Dataset entries
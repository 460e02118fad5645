//! Propagation benchmarks
//!
//! Measures the cost of writes fanning out to reactions, of batched writes
//! inside an action, and of computed re-evaluation through a chain.

use criterion::{black_box, criterion_group, criterion_main, BenchmarkId, Criterion, Throughput};

use tether_core::lifetime::Lifetime;
use tether_core::reactive::{Computed, ReactionOptions, Runtime};

// =============================================================================
// Fan-out
// =============================================================================

fn bench_fan_out(c: &mut Criterion) {
    let mut group = c.benchmark_group("fan_out");

    for reactions in [1usize, 16, 256] {
        let runtime = Runtime::new();
        let owner = Lifetime::new();
        let cell = runtime.observable(0u64);

        for _ in 0..reactions {
            let source = cell.clone();
            runtime.reaction(&owner, move || source.get(), ReactionOptions::DEFAULT, || {});
        }

        group.throughput(Throughput::Elements(reactions as u64));
        group.bench_with_input(BenchmarkId::from_parameter(reactions), &reactions, |b, _| {
            let mut next = 0u64;
            b.iter(|| {
                next += 1;
                black_box(cell.set(next))
            });
        });
    }

    group.finish();
}

// =============================================================================
// Batching
// =============================================================================

fn bench_action_batch(c: &mut Criterion) {
    let mut group = c.benchmark_group("action_batch");

    for cells in [4usize, 64] {
        let runtime = Runtime::new();
        let owner = Lifetime::new();
        let state: Vec<_> = (0..cells).map(|_| runtime.observable(0u64)).collect();

        let sources = state.clone();
        runtime.reaction(
            &owner,
            move || sources.iter().map(|cell| cell.get()).sum::<u64>(),
            ReactionOptions::DEFAULT,
            || {},
        );

        group.bench_with_input(BenchmarkId::from_parameter(cells), &cells, |b, _| {
            let mut next = 0u64;
            b.iter(|| {
                next += 1;
                runtime.action(|| {
                    for cell in &state {
                        cell.set(next);
                    }
                });
            });
        });
    }

    group.finish();
}

// =============================================================================
// Computed chains
// =============================================================================

fn bench_computed_chain(c: &mut Criterion) {
    let mut group = c.benchmark_group("computed_chain");

    for depth in [1usize, 8, 32] {
        let runtime = Runtime::new();
        let lifetime = Lifetime::new();
        let root = runtime.observable(0u64);

        let source = root.clone();
        let mut tail: Computed<u64> = runtime.computed(&lifetime, move || source.get());
        for _ in 1..depth {
            let previous = tail.clone();
            tail = runtime.computed(&lifetime, move || previous.get() + 1);
        }

        group.bench_with_input(BenchmarkId::from_parameter(depth), &depth, |b, _| {
            let mut next = 0u64;
            b.iter(|| {
                next += 1;
                root.set(next);
                black_box(tail.get())
            });
        });
    }

    group.finish();
}

criterion_group!(benches, bench_fan_out, bench_action_batch, bench_computed_chain);
criterion_main!(benches);
impl TransactionalSetEmitter {
    /// Wrap `observer` with the default nesting limit.
    pub fn new<O>(observer: O) -> Self
    where
        O: PropertySetEmitter + 'static,
    {
        Self::with_max_depth(observer, RuntimeConfig::DEFAULT_MAX_TRANSACTION_DEPTH)
    }

    pub fn with_max_depth<O>(observer: O, max_depth: usize) -> Self
    where
        O: PropertySetEmitter + 'static,
    {
        Self {
            shared: Arc::new(TxShared {
                observer: Arc::new(observer),
                max_depth,
                keys: KeySource::default(),
                state: Mutex::new(TxState::default()),
            }),
        }
    }

    /// Run `action` as a transaction, panicking if the nesting limit is
    /// exceeded.
    pub fn transaction<R, F>(&self, action: F) -> R
    where
        F: FnOnce() -> R,
    {
        match self.try_transaction(action) {
            Ok(value) => value,
            Err(err) => panic!("{err}"),
        }
    }

    /// Run `action` as a transaction.
    ///
    /// If `action` panics, the transaction still flushes (its writes already
    /// took effect) and the panic is then resumed. A panic from a flushed
    /// handler is resumed after every other handler ran.
    pub fn try_transaction<R, F>(&self, action: F) -> Result<R>
    where
        F: FnOnce() -> R,
    {
        self.execute(Some(self.shared.max_depth), action)
    }

    /// Run `action` as a transaction that ignores the nesting limit.
    ///
    /// This is the implicit transaction around a single write: it joins an
    /// open transaction, or flushes once on its own.
    pub fn batch<R, F>(&self, action: F) -> R
    where
        F: FnOnce() -> R,
    {
        match self.execute(None, action) {
            Ok(value) => value,
            Err(err) => panic!("{err}"),
        }
    }

    /// Current nesting depth; zero outside any transaction.
    pub fn depth(&self) -> usize {
        self.shared.state.lock().depth
    }

    pub fn in_transaction(&self) -> bool {
        self.depth() > 0
    }

    /// Number of properties marked dirty in the open transaction.
    pub fn dirty_count(&self) -> usize {
        self.shared.state.lock().dirty.len()
    }

    /// Number of live subscriptions to `property`.
    pub fn subscriber_count(&self, property: PropertyId) -> usize {
        self.shared
            .state
            .lock()
            .properties
            .get(&property)
            .map_or(0, |entry| entry.subscribers.len())
    }

    /// Number of properties with at least one subscription.
    pub fn property_count(&self) -> usize {
        self.shared.state.lock().properties.len()
    }

    fn mark_dirty(&self, property: PropertyId) {
        self.batch(|| {
            self.shared.state.lock().dirty.insert(property);
        });
    }

    fn execute<R, F>(&self, limit: Option<usize>, action: F) -> Result<R>
    where
        F: FnOnce() -> R,
    {
        self.begin(limit)?;
        let outcome = panic::catch_unwind(AssertUnwindSafe(action));
        let pending = self.end();

        if !pending.is_empty() {
            tracing::debug!(handlers = pending.len(), "flushing transaction");
        }
        let mut sink = PanicSink::new(Phase::TransactionFlush);
        for handler in pending.values() {
            sink.run(|| handler.call());
        }

        match outcome {
            Ok(value) => {
                sink.finish();
                Ok(value)
            }
            Err(payload) => panic::resume_unwind(payload),
        }
    }

    fn begin(&self, limit: Option<usize>) -> Result<()> {
        let mut state = self.shared.state.lock();
        if let Some(limit) = limit {
            if state.depth >= limit {
                return Err(ReactiveError::TransactionDepthExceeded { limit });
            }
        }
        state.depth += 1;
        Ok(())
    }

    /// Leave one level; the outermost level drains the dirty set into the
    /// handlers to flush.
    fn end(&self) -> IndexMap<HandlerId, Handler> {
        let mut state = self.shared.state.lock();
        state.depth -= 1;

        let mut pending = IndexMap::new();
        if state.depth > 0 {
            return pending;
        }

        let dirty = std::mem::take(&mut state.dirty);
        for property in &dirty {
            if let Some(entry) = state.properties.get(property) {
                for handler in entry.subscribers.handlers() {
                    pending.entry(handler.id()).or_insert_with(|| handler.clone());
                }
            }
        }
        pending
    }
}
//! Write interception.
//!
//! Handlers subscribe to writes of one specific property, scoped by a
//! lifetime. Emission is synchronous and in subscription order. The handler
//! list is snapshotted before it runs, so handlers may subscribe or
//! unsubscribe (themselves or others) mid-emission.

use std::collections::HashMap;
use std::fmt;
use std::sync::{Arc, Weak};

use parking_lot::Mutex;

use super::property::{KeySource, PropertyId, SubscriberList, SubscriptionKey};
use crate::error::{PanicSink, Phase};
use crate::lifetime::Lifetime;
use crate::reactive::Handler;

/// Subscribe side of write interception.
pub trait PropertySetEmitter: Send + Sync {
    /// Subscribe `handler` to writes of `property` until `lifetime`
    /// terminates.
    ///
    /// Returns `false`, keeping nothing, when `lifetime` is already
    /// terminated.
    fn on_set_value(&self, lifetime: &Lifetime, property: PropertyId, handler: Handler) -> bool;
}

/// Emit side of write interception.
pub trait PropertySetObserver: PropertySetEmitter {
    fn emit_set_value(&self, property: PropertyId);
}

struct SetShared {
    keys: KeySource,
    properties: Mutex<HashMap<PropertyId, SubscriberList>>,
}

impl SetShared {
    fn remove(&self, property: PropertyId, key: SubscriptionKey) {
        let mut properties = self.properties.lock();
        if let Some(subscribers) = properties.get_mut(&property) {
            subscribers.remove(key);
            if subscribers.is_empty() {
                properties.remove(&property);
                tracing::debug!(%property, "pruned empty subscriber list");
            }
        }
    }
}

/// The set registry.
///
/// Cloning a `SetObserver` creates another handle to the **same** registry.
#[derive(Clone)]
pub struct SetObserver {
    shared: Arc<SetShared>,
}

impl SetObserver {
    pub fn new() -> Self {
        Self {
            shared: Arc::new(SetShared {
                keys: KeySource::default(),
                properties: Mutex::new(HashMap::new()),
            }),
        }
    }

    /// Number of live subscriptions to `property`.
    pub fn subscriber_count(&self, property: PropertyId) -> usize {
        self.shared
            .properties
            .lock()
            .get(&property)
            .map_or(0, SubscriberList::len)
    }

    /// Number of properties with at least one subscription.
    pub fn property_count(&self) -> usize {
        self.shared.properties.lock().len()
    }
}

impl Default for SetObserver {
    fn default() -> Self {
        Self::new()
    }
}

impl PropertySetEmitter for SetObserver {
    fn on_set_value(&self, lifetime: &Lifetime, property: PropertyId, handler: Handler) -> bool {
        if lifetime.is_terminated() {
            tracing::debug!(%property, "set subscription rejected: lifetime terminated");
            return false;
        }

        let key = self.shared.keys.next();
        self.shared
            .properties
            .lock()
            .entry(property)
            .or_default()
            .push(key, handler);

        let shared: Weak<SetShared> = Arc::downgrade(&self.shared);
        lifetime.on_terminate(move || {
            if let Some(shared) = shared.upgrade() {
                shared.remove(property, key);
            }
        });
        true
    }
}

impl PropertySetObserver for SetObserver {
    fn emit_set_value(&self, property: PropertyId) {
        let handlers = match self.shared.properties.lock().get(&property) {
            Some(subscribers) => subscribers.snapshot(),
            None => return,
        };
        tracing::trace!(%property, handlers = handlers.len(), "set");

        let mut sink = PanicSink::new(Phase::SetEmission);
        for handler in &handlers {
            sink.run(|| handler.call());
        }
        sink.finish();
    }
}

impl fmt::Debug for SetObserver {
    fn fmt(&self, f: &mut fmt::Formatter<'_>) -> fmt::Result {
        f.debug_struct("SetObserver")
            .field("property_count", &self.property_count())
            .finish()
    }
}
//! Dependency Observers
//!
//! This module implements the registries that connect reads and writes of
//! observable state to the code that depends on it.
//!
//! # Overview
//!
//! - The **get observer** receives an event for every read. Capture windows
//!   use it to discover which properties an expression depends on.
//! - The **set observer** maps each property identity to the handlers
//!   subscribed to its writes and notifies them when it is written.
//! - The **transactional set emitter** sits on top of a set observer and
//!   batches notifications so each handler fires once per transaction.
//!
//! Every subscription is scoped by a [`Lifetime`](crate::lifetime::Lifetime):
//! it is removed when the lifetime terminates, and a property whose last
//! subscriber leaves is pruned from its registry.
//!
//! # Design Decisions
//!
//! 1. Registries are explicit, constructible objects. A process-wide default
//!    set lives in [`Runtime::global`](crate::reactive::Runtime::global), and
//!    tests build isolated ones.
//!
//! 2. Properties are identified by an integer [`PropertyId`], never by value
//!    or structural equality.
//!
//! 3. No registry lock is held while a handler runs. Handler lists are
//!    snapshotted first, so handlers may subscribe and unsubscribe freely
//!    during emission.

mod get;
mod property;
mod set;
mod transaction;

pub use get::{get_expression_dependencies, GetObserver, PropertyGetEmitter, PropertyGetObserver};
pub use property::PropertyId;
pub use set::{PropertySetEmitter, PropertySetObserver, SetObserver};
pub use transaction::TransactionalSetEmitter;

Required work: What is needed is every line of the records that contains the word "outcome".

Task solution:
        let outcome = panic::catch_unwind(AssertUnwindSafe(action));
        match outcome {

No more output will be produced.